Photo-Illustration: by The Cut; Photos: Getty Images

Dear Boss,

I am a creative team lead at a floundering start-up. This is the worst-run workplace I have ever seen. There are two people above me, our CEO “Lorna” and her general manager, “Ignatius.” Lorna is not a bad person, but she has a tendency to not tell the whole truth and to try to intimidate her way out of difficult conversations through dramatics. She leaves much of her work to Ignatius, who is very unprofessional, highly defensive, and, unfortunately, someone about whom Lorna will hear no evil.

In the time I’ve worked here, ever since Ignatius decided to take charge of our project, I’ve been publicly mocked and shamed, used as a scapegoat for everything that goes wrong, and generally treated poorly. It came to a head last week when, after doing an editing task Ignatius had asked me to do (and which is well within my purview as creative lead), I received immediate and hostile email backlash in furious run-on sentences, including bold-faced lies. This went to Lorna as well. 

The very next day, my hours were cut by 75 percent. I am told this is temporary. Lorna also told me out of nowhere that I must be pregnant, clarified only by a muttered, “Oh, I thought it might be hormones.” I can only extrapolate that she means my attitude, although my comments [in that same email thread] included a lot of positive feedback, the word please, and genuine suggestions, whereas Ignatius told several obvious fibs (which I’ve already disproved with screenshots), attacked me personally, and refused to make simple content edits he was responsible for.

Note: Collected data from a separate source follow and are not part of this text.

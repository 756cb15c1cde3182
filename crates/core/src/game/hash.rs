//! Stable snapshot hashing for deterministic verification.
//! This module exists to keep hashing concerns separate from the reducer itself.
//! It does not own replay execution or journal encoding.

use std::collections::BTreeMap;
use std::hash::Hasher;

use xxhash_rust::xxh3::Xxh3;

use crate::geometry::{MoveDirection, Position};
use crate::state::GameState;
use crate::types::{ActiveCondition, ConditionKind, GameStatus, Item, SoundCue};

fn write_str(hasher: &mut Xxh3, text: &str) {
    hasher.write_u32(text.len() as u32);
    hasher.write(text.as_bytes());
}

fn write_position(hasher: &mut Xxh3, position: Position) {
    hasher.write_i32(position.row);
    hasher.write_i32(position.col);
}

fn write_items(hasher: &mut Xxh3, items: &[Item]) {
    hasher.write_u32(items.len() as u32);
    for item in items {
        match *item {
            Item::Gold { amount } => {
                hasher.write_u8(0);
                hasher.write_u32(amount);
            }
            Item::Potion(kind) => hasher.write(&[1, kind as u8]),
            Item::Weapon(kind) => hasher.write(&[2, kind as u8]),
            Item::Armor(kind) => hasher.write(&[3, kind as u8]),
        }
    }
}

fn write_conditions(hasher: &mut Xxh3, conditions: &BTreeMap<ConditionKind, ActiveCondition>) {
    hasher.write_u32(conditions.len() as u32);
    for (kind, active) in conditions {
        hasher.write_u8(*kind as u8);
        hasher.write_u32(active.remaining_turns);
        hasher.write_i32(active.intensity);
    }
}

fn write_cues(hasher: &mut Xxh3, cues: &[SoundCue]) {
    hasher.write_u32(cues.len() as u32);
    for cue in cues {
        write_str(hasher, cue.tag());
        if let SoundCue::CreatureAttack(species)
        | SoundCue::CreaturePain(species)
        | SoundCue::CreatureDeath(species) = *cue
        {
            hasher.write_u8(species as u8);
        }
    }
}

impl GameState {
    /// Fingerprint of every field the reducer writes. The `GameConfig` is left out: it never
    /// changes during a session and journals carry it next to the actions.
    pub fn snapshot_hash(&self) -> u64 {
        let mut hasher = Xxh3::new();
        write_str(&mut hasher, &self.seed);
        hasher.write_u8(match self.status {
            GameStatus::Playing => 0,
            GameStatus::Won => 1,
            GameStatus::Lost => 2,
        });
        hasher.write_u8(match self.move_direction {
            MoveDirection::Up => 0,
            MoveDirection::Down => 1,
            MoveDirection::Left => 2,
            MoveDirection::Right => 3,
        });
        hasher.write_u32(self.depth);
        hasher.write_u64(self.turn);
        hasher.write_u64(self.rolls.cursor());

        let player = &self.player;
        write_str(&mut hasher, &player.name);
        write_position(&mut hasher, player.position);
        hasher.write_i32(player.hp);
        hasher.write_i32(player.max_hp);
        hasher.write_u32(player.gold);
        write_items(&mut hasher, &player.equipped);
        write_items(&mut hasher, &player.inventory);
        write_conditions(&mut hasher, &player.conditions);

        hasher.write_u32(self.creatures.len() as u32);
        for creature in self.creatures.values() {
            write_str(&mut hasher, creature.id.as_str());
            hasher.write_u8(creature.species as u8);
            write_position(&mut hasher, creature.position);
            hasher.write_i32(creature.hp);
            hasher.write_i32(creature.max_hp);
            hasher.write_i32(creature.attack);
            hasher.write_i32(creature.defense);
            write_conditions(&mut hasher, &creature.conditions);
        }

        match &self.current_map {
            Some(map) => {
                hasher.write_u8(1);
                hasher.write(&map.canonical_bytes());
            }
            None => hasher.write_u8(0),
        }

        write_cues(&mut hasher, &self.sound_cues);
        write_str(&mut hasher, &self.interaction_text);
        hasher.write_u32(self.event_log.len() as u32);
        for entry in &self.event_log {
            write_str(&mut hasher, entry);
        }
        hasher.finish()
    }
}
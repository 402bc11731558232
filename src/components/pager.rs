//! Previous/next pagination controls.

use leptos::prelude::*;

#[component]
pub fn Pager(
    /// Zero-based current page.
    #[prop(into)]
    page: Signal<u32>,
    #[prop(into)] total_pages: Signal<u32>,
    #[prop(into)] can_prev: Signal<bool>,
    #[prop(into)] can_next: Signal<bool>,
    on_prev: Callback<()>,
    on_next: Callback<()>,
) -> impl IntoView {
    view! {
        <div class="pager">
            <button class="pager__button" disabled=move || !can_prev.get() on:click=move |_| on_prev.run(())>
                "Previous"
            </button>
            <span class="pager__status">
                {move || format!("Page {} of {}", page.get() + 1, total_pages.get().max(1))}
            </span>
            <button class="pager__button" disabled=move || !can_next.get() on:click=move |_| on_next.run(())>
                "Next"
            </button>
        </div>
    }
}
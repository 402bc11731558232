//! Standalone receipt upload panel with notes and image preview.

use leptos::prelude::*;

use crate::app::{expire_on_unauthorized, session_token};
use crate::net::api::revoke_object_url;
use crate::net::types::Receipt;
use crate::state::auth::AuthState;
use crate::state::receipts::ReceiptUploadState;
use crate::util::file::SelectedFile;
use crate::util::format::format_file_size;

#[component]
pub fn ReceiptUpload(on_uploaded: Callback<Receipt>) -> impl IntoView {
    let auth = expect_context::<RwSignal<AuthState>>();
    let state = RwSignal::new(ReceiptUploadState::default());
    let file_input = NodeRef::<leptos::html::Input>::new();

    // The native input keeps its FileList across re-renders; clear it on reset.
    let input_epoch = Memo::new(move |_| state.with(|s| s.input_epoch));
    Effect::new(move |_| {
        if input_epoch.get() == 0 {
            return;
        }
        if let Some(input) = file_input.get_untracked() {
            input.set_value("");
        }
    });

    let on_file_change = move |ev: leptos::ev::Event| {
        #[cfg(feature = "hydrate")]
        let file = SelectedFile::from_input_event(&ev);
        #[cfg(not(feature = "hydrate"))]
        let file = {
            let _ = ev;
            None::<SelectedFile>
        };

        let mut stale = None;
        state.update(|s| stale = s.select(file));
        if let Some(url) = stale {
            revoke_object_url(&url);
        }
        if state.with_untracked(ReceiptUploadState::wants_preview) {
            let url = state.with_untracked(|s| s.selected.as_ref().and_then(SelectedFile::local_object_url));
            if let Some(url) = url {
                let mut rejected = None;
                state.update(|s| rejected = s.set_preview(url));
                if let Some(url) = rejected {
                    revoke_object_url(&url);
                }
            }
        }
    };

    let on_upload = move |_| {
        if state.with_untracked(|s| s.uploading) {
            return;
        }
        let mut request = None;
        state.update(|s| request = s.begin_upload());
        let Some((file, notes)) = request else {
            return;
        };
        let Some(token) = session_token(auth) else {
            return;
        };

        #[cfg(feature = "hydrate")]
        leptos::task::spawn_local(async move {
            match crate::net::api::upload_receipt(&token, &file, notes.as_deref()).await {
                Ok(receipt) => {
                    log::info!("uploaded receipt {}", receipt.id);
                    let mut stale = None;
                    state.update(|s| stale = s.finish_upload());
                    if let Some(url) = stale {
                        revoke_object_url(&url);
                    }
                    on_uploaded.run(receipt);
                }
                Err(e) => {
                    leptos::logging::warn!("receipt upload failed: {e}");
                    if !expire_on_unauthorized(auth, &e) {
                        let message = e.user_message(crate::state::receipts::UPLOAD_RECEIPT_FAILED);
                        state.update(|s| s.fail_upload(message));
                    }
                }
            }
        });
        #[cfg(not(feature = "hydrate"))]
        let _ = (file, notes, token, on_uploaded);
    };

    let on_clear = move |_| {
        let mut stale = None;
        state.update(|s| stale = s.reset());
        if let Some(url) = stale {
            revoke_object_url(&url);
        }
    };

    on_cleanup(move || {
        if let Some(url) = state.try_update_untracked(|s| s.preview_url.take()).flatten() {
            revoke_object_url(&url);
        }
    });

    view! {
        <section class="receipt-upload">
            <h3>"Upload Receipt"</h3>
            <input type="file" accept="image/*,.pdf" node_ref=file_input on:change=on_file_change/>
            <Show when=move || state.with(|s| s.selected.is_some())>
                <p class="receipt-upload__file">
                    {move || {
                        state
                            .with(|s| {
                                s.selected
                                    .as_ref()
                                    .map(|f| format!("{} ({})", f.name, format_file_size(f.size)))
                            })
                            .unwrap_or_default()
                    }}
                </p>
            </Show>
            <Show when=move || state.with(|s| s.preview_url.is_some())>
                <img
                    class="receipt-upload__preview"
                    alt="Receipt preview"
                    src=move || state.with(|s| s.preview_url.clone().unwrap_or_default())
                />
            </Show>
            <textarea
                class="receipt-upload__notes"
                placeholder="Notes (optional)"
                prop:value=move || state.with(|s| s.notes.clone())
                on:input=move |ev| state.update(|s| s.notes = event_target_value(&ev))
            ></textarea>
            <Show when=move || state.with(|s| s.error.is_some())>
                <p class="form-error">{move || state.with(|s| s.error.clone().unwrap_or_default())}</p>
            </Show>
            <div class="receipt-upload__actions">
                <button type="button" disabled=move || state.with(|s| s.uploading) on:click=on_upload>
                    {move || if state.with(|s| s.uploading) { "Uploading..." } else { "Upload" }}
                </button>
                <button type="button" disabled=move || state.with(|s| s.uploading) on:click=on_clear>
                    "Clear"
                </button>
            </div>
        </section>
    }
}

To add to this chaos, we’re onboarding new team members, meaning that I am often in the position of having to apologize for or otherwise explain away Ignatius’s mistakes. People are in paranoid meltdowns, not understanding if they have a  job or not, because Ignatius (the person responsible for that) tells them a hundred different things or just ignores them. To add insult to injury, I found out new hires in lower-level positions now make more than I do. By the way, I haven’t had a contract for over six months.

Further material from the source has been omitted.